I made a rainbow of macarons for our rainbow party, and of all the flavors the lavender was by far my favorite. I’ve never cooked with lavender before, even though I grow it all over my yard. I went out and bought culinary lavender, not being sure what the difference was, and not wanting to risk it with guests. These macarons are filled with a lavender buttercream, which has such a beautiful floral and earthy flavor, I thought it complimented the sweet meringue beautifully. 

Making 6 different macaron flavors seemed daunting when I first considered it, but I made the process easier by making all the base cookies vanilla, so the filling was the flavor. I also split batches, so instead of 6, I made 3. I did not want to be left with a lot of extra cookies, and each batch makes at least 24 macarons. Once I had the almond flour barely worked into the meringue, I divided the batter and worked in the gel food coloring. It was a touch tricky getting the color worked in without over mixing the batter, but in the end I was thrilled with the results. You will have to forgive me, as I did not get the perfect pictures of all the different colors, so some of the step by step posts will be a tad off.  I had wanted to display them all on a croquembouche mold, but I never found one. Maybe for my Solstice party I will fulfill that culinary desire. I’ll post the other flavors throughout this week, but as a small teaser I can let you know that the mint chocolate were my next favorite flavor.  

Preheat the oven to 375º.

To begin, process the almond flour and powdered sugar in the food processor. This ensures that the powders are very fine and the lumps that form in powdered sugar are worked out. Set the mixture aside.

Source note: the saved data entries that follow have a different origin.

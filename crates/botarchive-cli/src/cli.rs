use std::net::SocketAddr;
use std::path::PathBuf;

use clap::{Args, Parser, Subcommand};

#[derive(Parser)]
#[command(
    name = "botarchive",
    about = "Bot Archive: a moderated bot directory",
    version
)]
pub struct Cli {
    #[command(subcommand)]
    pub command: Command,

    #[arg(short, long, global = true)]
    pub verbose: bool,

    /// TOML configuration file
    #[arg(short, long, global = true)]
    pub config: Option<PathBuf>,

    #[arg(long, global = true, default_value = "text")]
    pub format: OutputFormat,
}

#[derive(Clone, Copy, Debug, PartialEq, Eq, clap::ValueEnum)]
pub enum OutputFormat {
    Text,
    Json,
}

#[derive(Subcommand)]
pub enum Command {
    /// Start the HTTP server
    Serve(ServeArgs),
    /// List approved bots or pending suggestions
    List(ListArgs),
    /// Delete both collections
    Flush(FlushArgs),
    /// Print the SHA-256 digest of an admin password
    HashPassword(HashPasswordArgs),
}

#[derive(Args)]
pub struct ServeArgs {
    #[arg(long)]
    pub bind: Option<SocketAddr>,
    #[arg(long)]
    pub data_dir: Option<PathBuf>,
}

#[derive(Args)]
pub struct ListArgs {
    #[arg(long)]
    pub data_dir: Option<PathBuf>,
    /// Show pending suggestions instead of approved bots
    #[arg(long)]
    pub pending: bool,
    /// Case-insensitive name substring
    #[arg(short, long)]
    pub query: Option<String>,
    #[arg(long)]
    pub category: Option<String>,
}

#[derive(Args)]
pub struct FlushArgs {
    #[arg(long)]
    pub data_dir: Option<PathBuf>,
    /// Required; flushing cannot be undone
    #[arg(long)]
    pub yes: bool,
}

#[derive(Args)]
pub struct HashPasswordArgs {
    pub password: String,
}

#[cfg(test)]
mod tests {
    use super::*;

    #[test]
    fn parses_serve_overrides() {
        let cli = Cli::try_parse_from([
            "botarchive",
            "serve",
            "--bind",
            "0.0.0.0:8080",
            "--data-dir",
            "/tmp/bots",
        ])
        .unwrap();
        match cli.command {
            Command::Serve(args) => {
                assert_eq!(args.bind.unwrap().port(), 8080);
                assert_eq!(args.data_dir.unwrap(), PathBuf::from("/tmp/bots"));
            }
            _ => panic!("expected serve"),
        }
    }

    #[test]
    fn global_flags_after_subcommand() {
        let cli = Cli::try_parse_from([
            "botarchive",
            "list",
            "--pending",
            "-q",
            "mod",
            "--format",
            "json",
            "-v",
        ])
        .unwrap();
        assert!(cli.verbose);
        assert_eq!(cli.format, OutputFormat::Json);
        match cli.command {
            Command::List(args) => {
                assert!(args.pending);
                assert_eq!(args.query.as_deref(), Some("mod"));
            }
            _ => panic!("expected list"),
        }
    }

    #[test]
    fn hash_password_needs_argument() {
        assert!(Cli::try_parse_from(["botarchive", "hash-password"]).is_err());
        assert!(Cli::try_parse_from(["botarchive", "hash-password", "pw"]).is_ok());
    }

    #[test]
    fn bad_bind_address_is_rejected() {
        assert!(Cli::try_parse_from(["botarchive", "serve", "--bind", "nowhere"]).is_err());
    }
}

Make sure to leave your eggs out overnight. This aging is supposed to ensure a more stable meringue. Separate the eggs and put the whites in the mixer fitted with a whisk attachment. On medium begin to beat the eggs. Gradually increase the speed to high. When the egg whites start to foam, add the granulated sugar 1 tablespoon at a time. Beat until stiff “bird beak” peaks form. Add the vanilla extract.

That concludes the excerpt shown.